Geothermal promises to be one of the cleanest and most abundant energy sources in the world.

But there is a major hurdle I'm trying to wrap my head around:

"Is the market large enough for the commercialization of technology?"

👇
The future of geothermal means drilling very deep and hot wells

We're talking potentially 15,000 ft.- 20,000 ft. deep and temperatures as hot as 700 degrees F

In contrast, oil wells in the U.S. are typically around 10,000 ft deep and the hottest formations are ~300 deg F
The tools we use to drill oil wells won't work to drill these geothermal wells.

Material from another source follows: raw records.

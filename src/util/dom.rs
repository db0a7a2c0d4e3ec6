//! DOM helpers: focus, scroll lock, drawer focusables, and page chrome.
//!
//! Drawer visibility and `aria-expanded` are driven reactively from page state,
//! so [`apply_effects`] only handles the effects that need imperative DOM work.

#[cfg(test)]
#[path = "dom_test.rs"]
mod dom_test;

use storefront::cart::LineId;
use storefront::config::ProductConfig;
use storefront::modal::{Focusable, ModalEffect};

#[cfg(feature = "csr")]
use wasm_bindgen::JsCast;

/// Elements that take part in the drawer's focus loop.
pub const FOCUSABLE_SELECTOR: &str = r#"button, [href], input, select, textarea, [tabindex]:not([tabindex="-1"])"#;

/// Id of the drawer container.
pub const DRAWER_ID: &str = "miniCart";

/// Id of the header button that opens the drawer.
pub const OPEN_CART_ID: &str = "openCart";

/// Id of the `<script type="application/json">` holding the product config.
pub const PRODUCT_CONFIG_ID: &str = "product-config";

/// DOM id for one control on a cart row, e.g. `cart-<uuid>-qty`.
#[must_use]
pub fn row_control_id(id: LineId, part: &str) -> String {
    format!("cart-{id}-{part}")
}

/// Whether the key handler that produced `effects` must cancel the browser default.
#[must_use]
pub fn wants_prevent_default(effects: &[ModalEffect]) -> bool {
    effects.contains(&ModalEffect::PreventDefault)
}

/// Whether a click landed on an element flagged `data-close`.
pub fn is_dismiss_target(ev: &leptos::ev::MouseEvent) -> bool {
    #[cfg(feature = "csr")]
    {
        ev.target()
            .and_then(|t| t.dyn_into::<web_sys::Element>().ok())
            .is_some_and(|el| el.has_attribute("data-close"))
    }
    #[cfg(not(feature = "csr"))]
    {
        let _ = ev;
        false
    }
}

/// Id of the focused element, if it has one.
pub fn active_element_id() -> Option<String> {
    #[cfg(feature = "csr")]
    {
        let id = web_sys::window()?.document()?.active_element()?.id();
        if id.is_empty() { None } else { Some(id) }
    }
    #[cfg(not(feature = "csr"))]
    {
        None
    }
}

/// Focus-loop candidates inside the element `container_id`, in document order.
pub fn collect_focusables(container_id: &str) -> Vec<Focusable> {
    #[cfg(feature = "csr")]
    {
        let Some(container) = web_sys::window()
            .and_then(|w| w.document())
            .and_then(|d| d.get_element_by_id(container_id))
        else {
            return Vec::new();
        };
        let Ok(nodes) = container.query_selector_all(FOCUSABLE_SELECTOR) else {
            return Vec::new();
        };
        (0..nodes.length())
            .filter_map(|i| nodes.item(i))
            .filter_map(|node| node.dyn_into::<web_sys::HtmlElement>().ok())
            .map(|el| Focusable {
                id: el.id(),
                disabled: el.has_attribute("disabled"),
                hidden: el.offset_parent().is_none(),
            })
            .collect()
    }
    #[cfg(not(feature = "csr"))]
    {
        let _ = container_id;
        Vec::new()
    }
}

/// Apply focus and scroll effects. Focus moves on the next tick so it lands
/// after the drawer has been revealed.
pub fn apply_effects(effects: &[ModalEffect]) {
    for effect in effects {
        match effect {
            ModalEffect::Focus(id) => focus_later(id.clone()),
            ModalEffect::LockScroll => set_body_overflow("hidden"),
            ModalEffect::UnlockScroll => set_body_overflow(""),
            ModalEffect::Reveal | ModalEffect::Hide | ModalEffect::SetExpanded(_) | ModalEffect::PreventDefault => {}
        }
    }
}

fn focus_later(id: String) {
    #[cfg(feature = "csr")]
    {
        gloo_timers::callback::Timeout::new(0, move || {
            let el = web_sys::window()
                .and_then(|w| w.document())
                .and_then(|d| d.get_element_by_id(&id))
                .and_then(|el| el.dyn_into::<web_sys::HtmlElement>().ok());
            if let Some(el) = el {
                let _ = el.focus();
            }
        })
        .forget();
    }
    #[cfg(not(feature = "csr"))]
    {
        let _ = id;
    }
}

fn set_body_overflow(value: &str) {
    #[cfg(feature = "csr")]
    {
        if let Some(body) = web_sys::window().and_then(|w| w.document()).and_then(|d| d.body()) {
            let _ = body.style().set_property("overflow", value);
        }
    }
    #[cfg(not(feature = "csr"))]
    {
        let _ = value;
    }
}

/// Drop the `no-js` class from `<html>` once the page is interactive.
pub fn mark_js_enabled() {
    #[cfg(feature = "csr")]
    {
        if let Some(el) = web_sys::window().and_then(|w| w.document()).and_then(|d| d.document_element()) {
            let _ = el.class_list().remove_1("no-js");
        }
    }
}

/// Current calendar year for the footer.
pub fn current_year() -> Option<u32> {
    #[cfg(feature = "csr")]
    {
        Some(js_sys::Date::new_0().get_full_year())
    }
    #[cfg(not(feature = "csr"))]
    {
        None
    }
}

/// Product config embedded in the page, or the built-in demo product.
pub fn read_product_config() -> ProductConfig {
    #[cfg(feature = "csr")]
    {
        let raw = web_sys::window()
            .and_then(|w| w.document())
            .and_then(|d| d.get_element_by_id(PRODUCT_CONFIG_ID))
            .and_then(|el| el.text_content());
        match raw.map(|raw| ProductConfig::from_json(&raw)) {
            Some(Ok(config)) => config,
            Some(Err(e)) => {
                log::warn!("product config rejected, using demo product: {e}");
                ProductConfig::default()
            }
            None => ProductConfig::default(),
        }
    }
    #[cfg(not(feature = "csr"))]
    {
        ProductConfig::default()
    }
}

The stress from hot temperatures degrades tools to the point where they are dysfunctional or have to be replaced so many times that it is uneconomic.
There are a lot of smart people working on this and money pouring in to the space to solve the challenge of creating new drilling tools like millimeter-wave drilling systems.

Here's where I think the big challenge is:
Drilling tools are extremely capital intensive to design and develop

In oil and gas, if you were able to make it to the point of having a tool that is commercially viable, you would have a market to scale into

We drill ~15,000 oil and gas wells per year in the U.S. alone
There were 180 geothermal wells drilled globally over the last six years according to Rystad and estimate that 500 will be drilled in 2025

Not a great market to deploy a technology that you have spent tens or hundreds of millions of dollars to develop

The volume isn't there
I'm an optimist and I believe we can figure out solutions— this is just the challenge I see.
One potential answer is that tools developed for geothermal can be used for oil and gas drilling, but unless we break the laws of thermodynamics, we don't need to go deeper on land.

It would have to make drilling faster and more efficient.